▶ **What you are asked to do**
Given the records below, pull every line with the word "application" into the answer.

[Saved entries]
────────────────────
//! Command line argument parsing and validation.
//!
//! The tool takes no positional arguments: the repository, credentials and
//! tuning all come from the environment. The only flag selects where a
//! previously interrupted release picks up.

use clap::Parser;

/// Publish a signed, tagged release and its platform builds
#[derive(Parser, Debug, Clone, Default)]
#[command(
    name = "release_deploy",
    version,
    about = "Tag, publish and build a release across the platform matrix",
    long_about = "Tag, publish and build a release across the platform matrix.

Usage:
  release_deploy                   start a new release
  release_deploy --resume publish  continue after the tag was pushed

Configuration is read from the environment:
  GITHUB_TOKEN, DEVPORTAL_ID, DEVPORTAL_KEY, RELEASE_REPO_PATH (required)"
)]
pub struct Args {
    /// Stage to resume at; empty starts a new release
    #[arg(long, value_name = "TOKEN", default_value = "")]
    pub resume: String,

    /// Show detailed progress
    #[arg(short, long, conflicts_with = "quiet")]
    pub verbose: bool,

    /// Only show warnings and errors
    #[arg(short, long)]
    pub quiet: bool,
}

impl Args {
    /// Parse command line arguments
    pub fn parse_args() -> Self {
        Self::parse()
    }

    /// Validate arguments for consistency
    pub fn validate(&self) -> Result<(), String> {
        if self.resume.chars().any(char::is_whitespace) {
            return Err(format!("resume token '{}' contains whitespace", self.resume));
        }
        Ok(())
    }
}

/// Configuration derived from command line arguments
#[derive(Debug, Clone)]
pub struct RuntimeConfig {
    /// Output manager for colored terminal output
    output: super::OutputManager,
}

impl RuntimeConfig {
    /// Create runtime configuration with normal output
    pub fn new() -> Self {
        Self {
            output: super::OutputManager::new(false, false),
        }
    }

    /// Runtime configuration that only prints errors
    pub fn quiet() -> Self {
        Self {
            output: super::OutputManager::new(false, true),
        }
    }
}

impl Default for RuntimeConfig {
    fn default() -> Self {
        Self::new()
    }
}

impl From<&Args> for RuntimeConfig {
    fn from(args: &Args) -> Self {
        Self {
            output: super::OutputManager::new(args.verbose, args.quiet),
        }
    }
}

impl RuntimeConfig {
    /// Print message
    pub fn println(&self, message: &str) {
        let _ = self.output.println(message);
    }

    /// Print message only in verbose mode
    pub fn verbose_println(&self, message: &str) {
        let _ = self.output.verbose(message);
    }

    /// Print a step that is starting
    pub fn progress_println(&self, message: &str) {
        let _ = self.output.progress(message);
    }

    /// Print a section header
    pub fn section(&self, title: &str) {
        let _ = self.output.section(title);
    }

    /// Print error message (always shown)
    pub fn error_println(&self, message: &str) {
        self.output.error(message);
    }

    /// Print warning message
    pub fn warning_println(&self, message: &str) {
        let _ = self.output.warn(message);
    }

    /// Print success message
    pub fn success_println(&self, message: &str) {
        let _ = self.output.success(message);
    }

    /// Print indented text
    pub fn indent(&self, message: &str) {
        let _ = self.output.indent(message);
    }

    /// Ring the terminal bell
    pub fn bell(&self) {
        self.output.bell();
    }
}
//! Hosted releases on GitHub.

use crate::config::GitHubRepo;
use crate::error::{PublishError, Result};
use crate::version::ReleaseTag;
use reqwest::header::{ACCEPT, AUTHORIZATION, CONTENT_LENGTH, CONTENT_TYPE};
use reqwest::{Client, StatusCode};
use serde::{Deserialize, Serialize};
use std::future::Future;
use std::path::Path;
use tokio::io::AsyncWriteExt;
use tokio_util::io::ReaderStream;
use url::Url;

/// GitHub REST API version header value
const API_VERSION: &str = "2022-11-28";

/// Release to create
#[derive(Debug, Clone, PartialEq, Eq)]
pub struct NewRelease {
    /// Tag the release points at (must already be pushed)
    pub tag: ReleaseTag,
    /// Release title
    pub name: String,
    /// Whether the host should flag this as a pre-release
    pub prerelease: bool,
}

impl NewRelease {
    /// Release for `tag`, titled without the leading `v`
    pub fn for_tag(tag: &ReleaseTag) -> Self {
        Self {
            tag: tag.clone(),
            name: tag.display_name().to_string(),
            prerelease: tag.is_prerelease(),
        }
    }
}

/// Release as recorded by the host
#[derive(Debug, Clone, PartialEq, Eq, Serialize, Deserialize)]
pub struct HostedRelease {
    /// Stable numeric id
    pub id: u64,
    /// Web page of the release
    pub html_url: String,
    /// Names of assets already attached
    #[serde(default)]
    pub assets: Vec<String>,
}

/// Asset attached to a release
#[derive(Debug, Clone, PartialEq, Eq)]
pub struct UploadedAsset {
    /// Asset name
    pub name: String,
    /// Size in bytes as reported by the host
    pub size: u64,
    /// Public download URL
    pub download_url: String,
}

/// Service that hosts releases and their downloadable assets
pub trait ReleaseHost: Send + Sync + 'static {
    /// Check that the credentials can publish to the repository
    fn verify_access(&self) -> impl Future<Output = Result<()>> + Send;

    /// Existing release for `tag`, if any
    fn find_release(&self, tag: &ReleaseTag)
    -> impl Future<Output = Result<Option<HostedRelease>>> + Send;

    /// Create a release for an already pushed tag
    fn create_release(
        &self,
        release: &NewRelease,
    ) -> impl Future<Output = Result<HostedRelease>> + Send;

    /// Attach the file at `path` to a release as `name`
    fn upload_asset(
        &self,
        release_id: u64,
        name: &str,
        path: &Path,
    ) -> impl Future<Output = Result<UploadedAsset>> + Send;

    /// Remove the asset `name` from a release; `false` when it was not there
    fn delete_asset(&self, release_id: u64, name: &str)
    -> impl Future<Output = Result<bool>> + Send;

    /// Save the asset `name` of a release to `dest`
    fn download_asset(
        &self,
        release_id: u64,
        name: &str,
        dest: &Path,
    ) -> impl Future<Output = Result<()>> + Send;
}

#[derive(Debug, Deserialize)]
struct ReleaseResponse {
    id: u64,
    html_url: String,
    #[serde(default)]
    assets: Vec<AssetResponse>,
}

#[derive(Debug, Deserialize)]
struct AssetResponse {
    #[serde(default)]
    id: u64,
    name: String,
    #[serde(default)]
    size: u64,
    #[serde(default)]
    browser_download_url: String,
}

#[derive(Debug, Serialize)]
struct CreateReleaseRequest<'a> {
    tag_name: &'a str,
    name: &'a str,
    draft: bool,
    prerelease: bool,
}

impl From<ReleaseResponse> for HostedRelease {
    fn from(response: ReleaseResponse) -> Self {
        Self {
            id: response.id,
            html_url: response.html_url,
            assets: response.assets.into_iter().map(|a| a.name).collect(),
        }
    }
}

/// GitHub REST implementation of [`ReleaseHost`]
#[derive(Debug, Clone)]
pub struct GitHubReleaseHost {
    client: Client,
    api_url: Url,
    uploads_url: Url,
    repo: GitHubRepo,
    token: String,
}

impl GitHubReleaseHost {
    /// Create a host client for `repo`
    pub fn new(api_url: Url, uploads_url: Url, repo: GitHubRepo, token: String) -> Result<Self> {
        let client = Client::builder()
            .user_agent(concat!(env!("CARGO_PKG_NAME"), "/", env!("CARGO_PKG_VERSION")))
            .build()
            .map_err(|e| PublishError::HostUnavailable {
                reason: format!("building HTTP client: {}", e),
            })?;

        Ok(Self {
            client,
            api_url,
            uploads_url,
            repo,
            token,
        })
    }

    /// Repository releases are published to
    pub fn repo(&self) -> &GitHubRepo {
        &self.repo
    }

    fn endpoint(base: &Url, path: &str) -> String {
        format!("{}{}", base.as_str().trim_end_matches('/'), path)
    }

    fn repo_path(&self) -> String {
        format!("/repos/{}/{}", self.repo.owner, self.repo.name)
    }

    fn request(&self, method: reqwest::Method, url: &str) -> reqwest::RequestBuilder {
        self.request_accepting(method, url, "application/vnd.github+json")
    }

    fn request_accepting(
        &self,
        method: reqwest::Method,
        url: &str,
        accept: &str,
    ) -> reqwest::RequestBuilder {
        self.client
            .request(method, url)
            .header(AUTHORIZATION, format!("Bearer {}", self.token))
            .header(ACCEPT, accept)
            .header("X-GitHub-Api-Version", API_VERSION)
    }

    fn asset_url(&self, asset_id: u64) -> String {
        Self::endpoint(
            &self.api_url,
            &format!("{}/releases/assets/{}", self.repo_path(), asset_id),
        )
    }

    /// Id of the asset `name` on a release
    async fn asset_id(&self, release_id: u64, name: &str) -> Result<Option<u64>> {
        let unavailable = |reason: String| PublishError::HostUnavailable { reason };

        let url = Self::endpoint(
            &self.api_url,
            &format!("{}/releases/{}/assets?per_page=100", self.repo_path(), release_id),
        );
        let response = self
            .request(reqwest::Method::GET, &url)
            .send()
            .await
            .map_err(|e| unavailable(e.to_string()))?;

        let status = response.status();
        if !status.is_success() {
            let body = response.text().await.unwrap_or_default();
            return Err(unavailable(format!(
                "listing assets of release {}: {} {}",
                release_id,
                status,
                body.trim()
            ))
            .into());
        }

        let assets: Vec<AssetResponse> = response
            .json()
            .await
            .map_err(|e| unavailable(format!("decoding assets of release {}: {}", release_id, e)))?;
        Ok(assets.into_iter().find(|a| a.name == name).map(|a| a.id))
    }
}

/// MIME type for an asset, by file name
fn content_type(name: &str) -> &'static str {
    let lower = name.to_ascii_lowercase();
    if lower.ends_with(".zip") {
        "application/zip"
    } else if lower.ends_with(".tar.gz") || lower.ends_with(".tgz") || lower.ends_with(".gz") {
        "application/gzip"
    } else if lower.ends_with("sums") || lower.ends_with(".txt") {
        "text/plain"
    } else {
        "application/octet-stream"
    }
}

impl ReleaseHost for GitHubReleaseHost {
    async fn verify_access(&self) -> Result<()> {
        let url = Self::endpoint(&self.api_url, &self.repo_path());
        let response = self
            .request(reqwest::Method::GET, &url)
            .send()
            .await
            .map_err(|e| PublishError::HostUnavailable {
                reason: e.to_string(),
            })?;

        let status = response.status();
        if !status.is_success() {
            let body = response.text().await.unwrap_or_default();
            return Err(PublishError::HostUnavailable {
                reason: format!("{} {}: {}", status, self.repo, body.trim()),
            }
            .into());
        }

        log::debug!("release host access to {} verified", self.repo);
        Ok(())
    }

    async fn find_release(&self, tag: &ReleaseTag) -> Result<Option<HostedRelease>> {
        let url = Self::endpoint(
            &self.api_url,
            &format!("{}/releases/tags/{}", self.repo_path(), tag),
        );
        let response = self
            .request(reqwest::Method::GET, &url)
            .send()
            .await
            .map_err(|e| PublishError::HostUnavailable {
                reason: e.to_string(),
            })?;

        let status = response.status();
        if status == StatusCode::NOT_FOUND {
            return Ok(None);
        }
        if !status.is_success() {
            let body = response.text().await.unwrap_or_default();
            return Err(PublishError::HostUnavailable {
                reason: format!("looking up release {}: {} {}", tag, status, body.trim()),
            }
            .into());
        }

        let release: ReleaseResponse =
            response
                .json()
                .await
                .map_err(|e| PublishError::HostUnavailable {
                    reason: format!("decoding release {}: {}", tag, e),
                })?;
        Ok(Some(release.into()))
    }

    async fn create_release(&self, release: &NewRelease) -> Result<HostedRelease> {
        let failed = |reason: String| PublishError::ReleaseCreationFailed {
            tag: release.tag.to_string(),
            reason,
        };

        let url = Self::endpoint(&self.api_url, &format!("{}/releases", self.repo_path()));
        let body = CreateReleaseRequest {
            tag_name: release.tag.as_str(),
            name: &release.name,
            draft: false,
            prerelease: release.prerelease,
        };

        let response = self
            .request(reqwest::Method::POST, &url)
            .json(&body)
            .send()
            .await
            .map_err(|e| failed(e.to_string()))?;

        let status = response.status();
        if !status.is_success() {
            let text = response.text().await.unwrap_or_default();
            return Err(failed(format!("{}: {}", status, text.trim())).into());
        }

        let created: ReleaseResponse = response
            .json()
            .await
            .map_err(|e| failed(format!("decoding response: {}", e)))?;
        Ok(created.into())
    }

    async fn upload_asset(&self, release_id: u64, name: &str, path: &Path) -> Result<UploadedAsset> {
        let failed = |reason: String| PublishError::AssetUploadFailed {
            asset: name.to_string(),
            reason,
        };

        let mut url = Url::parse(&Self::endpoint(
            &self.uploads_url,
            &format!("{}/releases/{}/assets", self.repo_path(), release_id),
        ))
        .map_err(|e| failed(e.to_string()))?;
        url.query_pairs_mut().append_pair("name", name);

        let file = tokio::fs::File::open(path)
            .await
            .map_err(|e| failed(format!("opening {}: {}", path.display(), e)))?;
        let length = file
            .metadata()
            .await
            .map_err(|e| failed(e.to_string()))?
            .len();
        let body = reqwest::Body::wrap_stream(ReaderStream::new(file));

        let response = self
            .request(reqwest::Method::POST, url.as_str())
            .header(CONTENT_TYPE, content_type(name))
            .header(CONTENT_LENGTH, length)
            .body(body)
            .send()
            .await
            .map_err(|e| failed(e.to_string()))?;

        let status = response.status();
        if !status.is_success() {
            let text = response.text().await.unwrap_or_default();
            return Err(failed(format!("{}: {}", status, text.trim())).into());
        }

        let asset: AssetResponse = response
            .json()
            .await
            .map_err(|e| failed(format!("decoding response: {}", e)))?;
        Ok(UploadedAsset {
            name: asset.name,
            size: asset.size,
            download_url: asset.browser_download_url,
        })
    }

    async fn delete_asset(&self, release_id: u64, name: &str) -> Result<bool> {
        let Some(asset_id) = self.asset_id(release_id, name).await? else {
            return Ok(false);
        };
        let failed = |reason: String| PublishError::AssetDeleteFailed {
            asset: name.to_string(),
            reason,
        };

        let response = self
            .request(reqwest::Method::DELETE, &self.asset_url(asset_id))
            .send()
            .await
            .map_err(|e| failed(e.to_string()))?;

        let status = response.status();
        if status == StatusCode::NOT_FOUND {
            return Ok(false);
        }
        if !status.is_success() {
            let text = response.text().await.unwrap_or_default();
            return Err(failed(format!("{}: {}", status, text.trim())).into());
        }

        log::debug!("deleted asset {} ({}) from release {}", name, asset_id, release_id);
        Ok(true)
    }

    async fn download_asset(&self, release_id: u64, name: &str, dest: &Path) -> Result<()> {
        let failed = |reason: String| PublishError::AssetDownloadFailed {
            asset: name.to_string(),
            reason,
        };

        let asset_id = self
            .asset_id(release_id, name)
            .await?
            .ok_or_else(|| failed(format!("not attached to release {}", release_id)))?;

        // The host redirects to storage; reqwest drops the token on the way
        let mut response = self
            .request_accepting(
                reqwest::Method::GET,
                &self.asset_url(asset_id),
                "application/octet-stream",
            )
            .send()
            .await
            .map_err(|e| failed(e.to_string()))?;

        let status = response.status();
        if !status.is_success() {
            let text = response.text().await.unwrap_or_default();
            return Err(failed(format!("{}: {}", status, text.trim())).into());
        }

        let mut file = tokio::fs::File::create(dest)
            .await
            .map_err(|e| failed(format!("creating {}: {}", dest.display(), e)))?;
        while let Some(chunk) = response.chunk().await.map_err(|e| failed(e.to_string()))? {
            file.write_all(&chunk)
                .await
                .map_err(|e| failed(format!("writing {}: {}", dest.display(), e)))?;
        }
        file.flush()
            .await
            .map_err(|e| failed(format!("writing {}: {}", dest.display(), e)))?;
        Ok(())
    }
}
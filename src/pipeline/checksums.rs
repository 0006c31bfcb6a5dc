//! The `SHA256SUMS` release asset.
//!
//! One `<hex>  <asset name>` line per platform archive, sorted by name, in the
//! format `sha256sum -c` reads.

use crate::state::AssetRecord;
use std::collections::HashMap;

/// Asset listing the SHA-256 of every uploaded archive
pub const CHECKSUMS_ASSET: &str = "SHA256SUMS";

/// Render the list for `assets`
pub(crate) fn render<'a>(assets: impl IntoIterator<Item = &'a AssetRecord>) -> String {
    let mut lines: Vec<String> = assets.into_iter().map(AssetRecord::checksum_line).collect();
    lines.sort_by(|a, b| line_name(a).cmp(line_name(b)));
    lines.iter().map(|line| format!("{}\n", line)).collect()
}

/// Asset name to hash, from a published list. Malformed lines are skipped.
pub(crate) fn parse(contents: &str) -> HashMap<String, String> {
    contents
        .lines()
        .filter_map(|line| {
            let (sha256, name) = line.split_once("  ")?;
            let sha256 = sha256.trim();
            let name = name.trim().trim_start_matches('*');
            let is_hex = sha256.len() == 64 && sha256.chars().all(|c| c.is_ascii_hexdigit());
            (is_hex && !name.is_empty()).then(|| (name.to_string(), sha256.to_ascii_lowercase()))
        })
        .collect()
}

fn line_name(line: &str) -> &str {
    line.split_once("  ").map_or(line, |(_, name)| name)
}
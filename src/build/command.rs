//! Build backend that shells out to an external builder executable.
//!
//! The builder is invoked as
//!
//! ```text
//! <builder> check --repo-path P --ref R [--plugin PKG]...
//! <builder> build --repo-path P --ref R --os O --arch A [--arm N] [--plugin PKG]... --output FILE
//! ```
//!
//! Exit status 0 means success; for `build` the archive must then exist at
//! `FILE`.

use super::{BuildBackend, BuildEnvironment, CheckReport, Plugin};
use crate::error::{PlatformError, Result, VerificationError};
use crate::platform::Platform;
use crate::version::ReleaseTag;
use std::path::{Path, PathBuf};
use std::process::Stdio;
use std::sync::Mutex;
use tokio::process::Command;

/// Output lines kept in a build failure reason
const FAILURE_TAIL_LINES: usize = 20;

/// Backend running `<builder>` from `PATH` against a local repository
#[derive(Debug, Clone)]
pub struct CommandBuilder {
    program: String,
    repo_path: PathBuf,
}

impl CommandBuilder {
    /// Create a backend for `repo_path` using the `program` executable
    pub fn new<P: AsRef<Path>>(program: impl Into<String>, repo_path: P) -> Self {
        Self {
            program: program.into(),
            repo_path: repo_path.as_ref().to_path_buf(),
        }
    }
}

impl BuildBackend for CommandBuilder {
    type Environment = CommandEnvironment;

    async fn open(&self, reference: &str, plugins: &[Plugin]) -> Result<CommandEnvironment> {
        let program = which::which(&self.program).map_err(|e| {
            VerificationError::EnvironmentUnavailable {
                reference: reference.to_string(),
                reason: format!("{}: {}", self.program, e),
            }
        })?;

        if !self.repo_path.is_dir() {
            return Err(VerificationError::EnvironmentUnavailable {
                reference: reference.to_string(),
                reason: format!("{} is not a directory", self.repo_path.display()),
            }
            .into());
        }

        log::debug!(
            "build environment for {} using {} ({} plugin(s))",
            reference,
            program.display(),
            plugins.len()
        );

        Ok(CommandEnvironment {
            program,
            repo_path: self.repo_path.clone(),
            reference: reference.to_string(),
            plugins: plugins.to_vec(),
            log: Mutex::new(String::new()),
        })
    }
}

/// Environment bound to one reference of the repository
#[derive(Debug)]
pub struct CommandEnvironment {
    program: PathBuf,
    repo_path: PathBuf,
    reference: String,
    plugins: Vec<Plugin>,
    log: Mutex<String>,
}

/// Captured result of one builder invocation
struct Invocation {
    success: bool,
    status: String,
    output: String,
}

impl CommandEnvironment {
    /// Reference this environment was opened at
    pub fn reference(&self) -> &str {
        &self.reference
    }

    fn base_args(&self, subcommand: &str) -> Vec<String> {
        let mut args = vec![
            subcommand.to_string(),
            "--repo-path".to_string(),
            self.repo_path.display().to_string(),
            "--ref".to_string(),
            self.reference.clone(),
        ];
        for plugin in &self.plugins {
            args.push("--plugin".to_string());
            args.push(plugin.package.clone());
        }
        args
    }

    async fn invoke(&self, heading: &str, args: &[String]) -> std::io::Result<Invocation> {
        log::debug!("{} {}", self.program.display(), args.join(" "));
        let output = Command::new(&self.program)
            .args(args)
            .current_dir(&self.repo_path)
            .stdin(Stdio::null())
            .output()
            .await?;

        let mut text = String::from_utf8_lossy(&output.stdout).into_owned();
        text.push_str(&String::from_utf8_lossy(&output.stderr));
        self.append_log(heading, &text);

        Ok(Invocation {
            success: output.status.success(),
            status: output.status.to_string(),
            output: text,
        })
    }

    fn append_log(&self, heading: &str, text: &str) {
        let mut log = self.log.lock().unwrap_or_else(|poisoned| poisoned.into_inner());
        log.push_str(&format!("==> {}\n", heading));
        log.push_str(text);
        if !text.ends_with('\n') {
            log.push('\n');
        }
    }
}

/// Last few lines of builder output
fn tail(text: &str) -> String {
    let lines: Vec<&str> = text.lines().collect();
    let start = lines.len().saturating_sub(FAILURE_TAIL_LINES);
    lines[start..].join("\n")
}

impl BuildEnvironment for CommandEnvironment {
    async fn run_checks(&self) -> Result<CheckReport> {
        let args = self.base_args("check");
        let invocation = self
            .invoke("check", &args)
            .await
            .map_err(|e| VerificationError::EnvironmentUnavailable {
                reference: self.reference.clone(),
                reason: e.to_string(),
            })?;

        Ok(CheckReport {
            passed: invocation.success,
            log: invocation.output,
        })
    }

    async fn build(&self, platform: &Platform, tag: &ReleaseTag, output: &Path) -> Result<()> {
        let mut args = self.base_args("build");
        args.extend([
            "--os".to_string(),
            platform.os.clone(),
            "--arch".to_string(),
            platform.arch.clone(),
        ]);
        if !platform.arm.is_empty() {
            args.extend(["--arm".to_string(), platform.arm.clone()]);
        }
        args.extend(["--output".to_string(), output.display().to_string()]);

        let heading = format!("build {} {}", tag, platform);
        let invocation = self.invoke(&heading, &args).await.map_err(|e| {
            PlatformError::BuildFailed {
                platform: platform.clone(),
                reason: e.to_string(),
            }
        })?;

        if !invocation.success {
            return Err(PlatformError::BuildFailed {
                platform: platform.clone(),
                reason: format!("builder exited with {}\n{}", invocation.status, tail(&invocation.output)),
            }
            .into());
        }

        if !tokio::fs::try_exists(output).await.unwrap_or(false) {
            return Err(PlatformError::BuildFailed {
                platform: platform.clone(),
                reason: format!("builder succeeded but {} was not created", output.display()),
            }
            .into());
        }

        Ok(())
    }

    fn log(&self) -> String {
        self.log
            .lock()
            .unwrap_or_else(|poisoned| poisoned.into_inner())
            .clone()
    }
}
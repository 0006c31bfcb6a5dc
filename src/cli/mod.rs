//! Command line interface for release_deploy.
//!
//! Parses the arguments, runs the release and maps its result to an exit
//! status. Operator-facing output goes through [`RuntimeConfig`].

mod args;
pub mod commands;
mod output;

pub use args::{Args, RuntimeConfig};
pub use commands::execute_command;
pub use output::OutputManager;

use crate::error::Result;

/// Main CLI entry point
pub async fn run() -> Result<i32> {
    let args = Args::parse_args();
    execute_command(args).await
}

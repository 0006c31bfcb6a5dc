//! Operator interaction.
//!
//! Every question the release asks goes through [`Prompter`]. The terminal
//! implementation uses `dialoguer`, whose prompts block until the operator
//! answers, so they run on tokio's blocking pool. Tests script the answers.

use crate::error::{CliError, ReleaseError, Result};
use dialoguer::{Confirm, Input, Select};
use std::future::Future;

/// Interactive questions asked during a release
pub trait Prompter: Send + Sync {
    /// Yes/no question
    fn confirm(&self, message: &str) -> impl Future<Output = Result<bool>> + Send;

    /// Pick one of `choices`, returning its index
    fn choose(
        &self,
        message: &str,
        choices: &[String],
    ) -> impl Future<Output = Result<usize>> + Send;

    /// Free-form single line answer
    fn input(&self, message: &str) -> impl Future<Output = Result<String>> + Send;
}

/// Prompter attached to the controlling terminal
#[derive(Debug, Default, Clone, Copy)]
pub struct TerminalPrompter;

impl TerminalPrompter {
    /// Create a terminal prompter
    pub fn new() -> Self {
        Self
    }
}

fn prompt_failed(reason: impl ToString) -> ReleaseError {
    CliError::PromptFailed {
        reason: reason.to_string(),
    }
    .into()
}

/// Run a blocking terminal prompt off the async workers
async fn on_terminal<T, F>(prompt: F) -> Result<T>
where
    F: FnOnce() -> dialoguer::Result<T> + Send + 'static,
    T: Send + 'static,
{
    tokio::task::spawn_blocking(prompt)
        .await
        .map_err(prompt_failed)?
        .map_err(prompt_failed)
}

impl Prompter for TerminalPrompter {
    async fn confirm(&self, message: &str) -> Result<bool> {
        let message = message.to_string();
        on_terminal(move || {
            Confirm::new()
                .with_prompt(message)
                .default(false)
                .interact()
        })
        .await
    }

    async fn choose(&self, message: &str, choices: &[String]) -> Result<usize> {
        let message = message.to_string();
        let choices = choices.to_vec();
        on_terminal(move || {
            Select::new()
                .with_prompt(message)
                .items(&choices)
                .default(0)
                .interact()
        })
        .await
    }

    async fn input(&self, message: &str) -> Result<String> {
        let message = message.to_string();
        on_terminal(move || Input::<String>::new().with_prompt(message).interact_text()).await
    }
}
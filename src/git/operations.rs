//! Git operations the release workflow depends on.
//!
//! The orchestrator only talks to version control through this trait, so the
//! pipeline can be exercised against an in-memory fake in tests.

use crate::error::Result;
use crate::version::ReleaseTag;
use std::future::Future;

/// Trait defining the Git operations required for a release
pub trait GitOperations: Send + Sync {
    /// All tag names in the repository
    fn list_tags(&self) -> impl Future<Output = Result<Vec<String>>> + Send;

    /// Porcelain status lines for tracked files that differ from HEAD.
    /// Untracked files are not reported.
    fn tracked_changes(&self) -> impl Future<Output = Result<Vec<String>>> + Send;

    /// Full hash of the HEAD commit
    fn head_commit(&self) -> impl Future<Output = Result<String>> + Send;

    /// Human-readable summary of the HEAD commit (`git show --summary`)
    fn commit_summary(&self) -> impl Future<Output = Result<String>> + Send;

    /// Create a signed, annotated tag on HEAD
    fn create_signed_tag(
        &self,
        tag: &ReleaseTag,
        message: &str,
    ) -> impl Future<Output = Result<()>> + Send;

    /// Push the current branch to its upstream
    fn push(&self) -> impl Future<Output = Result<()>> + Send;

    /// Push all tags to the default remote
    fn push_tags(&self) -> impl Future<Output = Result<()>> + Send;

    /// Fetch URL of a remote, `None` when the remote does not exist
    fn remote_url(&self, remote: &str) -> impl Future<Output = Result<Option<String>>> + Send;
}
────────────────────
▶ **Answer space**
        self.request_accepting(method, url, "application/vnd.github+json")
        "application/zip"
        "application/gzip"
        "application/octet-stream"
                "application/octet-stream",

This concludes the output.